Die wichtigsten Ergebnisse lauten:

  • Die angewendete Methodik ergab einen umfassenden und konsistenten Datensatz verschie­dener Bentonitmaterialien und ermöglichte es, diesen kohärent auszuwerten trotz komplexer Ereignisse beim In situ-Experiment.
  • Die identifizierten Prozesse sind mit denjenigen aus früheren In situ-Experimenten in den Felslabors Äspö und Grimsel vergleichbar. Darüberhinaus ermöglichte die vorliegende Studie ein verbessertes Verständnis der Fe/Bentonit-Wechselwirkung unter Tiefenlager-rele­vanten Verhältnissen.
  • Die Korrosion des Heizstabes induzierte eine Fe-Front, die sich ca. 5 – 20 mm tief in den benachbarten Ben­tonit erstreckte, eine Ausnahme davon war Rokle-Bentonit (hoher Fe-Gehalt), bei dem keine Fe-Zunahme erfolgte. Bei dieser Fe-Akkumulation bildeten Fe(III)-Oxide den wich­tigsten Anteil. Zudem wurde etwas Fe(II) (nicht dem Originalmaterial zugehörig) ange­troffen, dessen Herkunft allerdings noch nicht identifiziert werden konnte. Dieses zusätzliche Fe(II) diffundierte tiefer in den Bentonit. Die nachgewiesene Fe-Speziierung untermauert die Wich­tigkeit von aerober Korrosion, zeigt aber auch, dass anaerobe Korrosion nach dem Abbau von O2 im System auftritt. Es wird ein phänomenologisches Modell für die Korrosionsentwick­lung und Eisen/Bentonit-Wechselwirkungsprozesse vorgeschlagen.

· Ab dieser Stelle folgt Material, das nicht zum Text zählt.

// src/render/mod.rs
//! Turns tasks into document trees.
//!
//! Rendering is split by level, leaf-first:
//! - [`part`]: one content unit (text, graph, options set)
//! - [`placeholder`]: stand-ins for hidden answers
//! - [`title_page`]: the optional cover block of a task
//! - [`problem`]: one problem with its steps and solution
//! - [`problem_list`]: the ordered problems of a task
//! - [`task`]: title page plus problem list
//!
//! Every level that can meet a graph unit goes through one [`Renderer`], which
//! carries the graph engine and the pass's [`ComplexityEstimator`].

pub mod part;
pub mod placeholder;
pub mod problem;
pub mod problem_list;
pub mod task;
pub mod title_page;

use crate::complexity::ComplexityEstimator;
use folio_traits::GraphEngine;
use folio_types::ContentUnit;

pub use placeholder::render_problem_placeholder;
pub use title_page::render_title_page;

/// State threaded through one render pass.
pub struct Renderer<'a> {
    graphs: &'a dyn GraphEngine,
    complexity: &'a mut ComplexityEstimator,
}

impl<'a> Renderer<'a> {
    pub fn new(graphs: &'a dyn GraphEngine, complexity: &'a mut ComplexityEstimator) -> Self {
        Self { graphs, complexity }
    }

    pub fn complexity(&self) -> usize {
        self.complexity.count()
    }

    /// Counts every graph this unit will dispatch and switches each one to
    /// print mode, in place on the caller's data. Options sets are checked one
    /// level down.
    ///
    /// Must run exactly once for each unit later handed to `render_part`, so
    /// the count stays paired with the graphs actually drawn.
    pub(crate) fn prepare_unit(&mut self, unit: &mut ContentUnit) {
        match unit {
            ContentUnit::Graph(config) => {
                self.complexity.record_graph();
                config.print_mode = true;
            }
            ContentUnit::Options(units) => {
                for option in units.iter_mut() {
                    if let ContentUnit::Graph(config) = option {
                        self.complexity.record_graph();
                        config.print_mode = true;
                    }
                }
            }
            ContentUnit::Text(_) | ContentUnit::Unknown { .. } => {}
        }
    }
}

  • Die Fe-Profile im Ton konnten hinreichend genau mittels eines empirischen bimodalen Diffu­sionsmodells reproduziert werden. Der Modellansatz und die abgeleiteten Diffusionskoeffi­zienten sind konsistent mit denjenigen einer vorhergehenden Studie zu Fe(II) in Bentonit. Das einfache Diffusionsmodell widerspiegelt allerdings nicht die zugrundeliegenden Mechanis­men, die neben Diffusion auch Sorption, Ausfällung und Redoxreaktionen berücksichtigen.
  • Kationenaustauschreaktionen zwischen Na+, Ca2+, Mg2+ und K+ treten im Materialpaket sowohl horizontal als auch vertikal durch diffusive Equilibrierung mit künstlichem Äspö-Wasser auf. Die Kationenaustauschkapazität (CEC) zeigt fast keine Änderungen in Abhän­gigkeit von der Entfernung zur Eisen- und Wärmequelle.
  • In der Nähe des Heizelements reicherte sich Mg und CaSO4 deutlich an. Solche Akkumula­tionen waren besonders ausgeprägt, wo aufgrund eines unbeabsichtigten Druckabfalls sich eine Damphase bildete und zu Säumen von Mg-Sulfat und Anhydrit führte. In anderen Bereichen wurde Mg ebenfalls bevorzugt in der Nähe des Heizelements ausgefällt, dies würde das beobachtete Muster von gesamtem zu aus­tauschbarem Mg im Materialpaket erklären.
  • In keiner der Proben, die verschiedene Smektit-Typen enthalten, wurden Anzeichen von Smektit-Alterierung gefunden. Dies wird auch durch die nahezu konstanten CEC-Werte und konstanten Al/Si-Verhältnisse in Richtung Heizelement unterstützt und zeigt in Überein­stimmung mit Beobachtungen aus anderen In situ-Experimenten, dass Smektit auch unter Tiefenlager-relevanten Bedingungen stabil ist.
  • Es wurden erste Tests zu den Auswirkungen der Reduktion von strukturellem Fe in Mont­morillonit auf CEC und Quelldruck durchgeführt. Dabei wurde ein synthetisches Material (PG-V1) verwendet. Diese ergaben keinen Effekt auf CEC durch die Reduktion von struk­turellem Fe.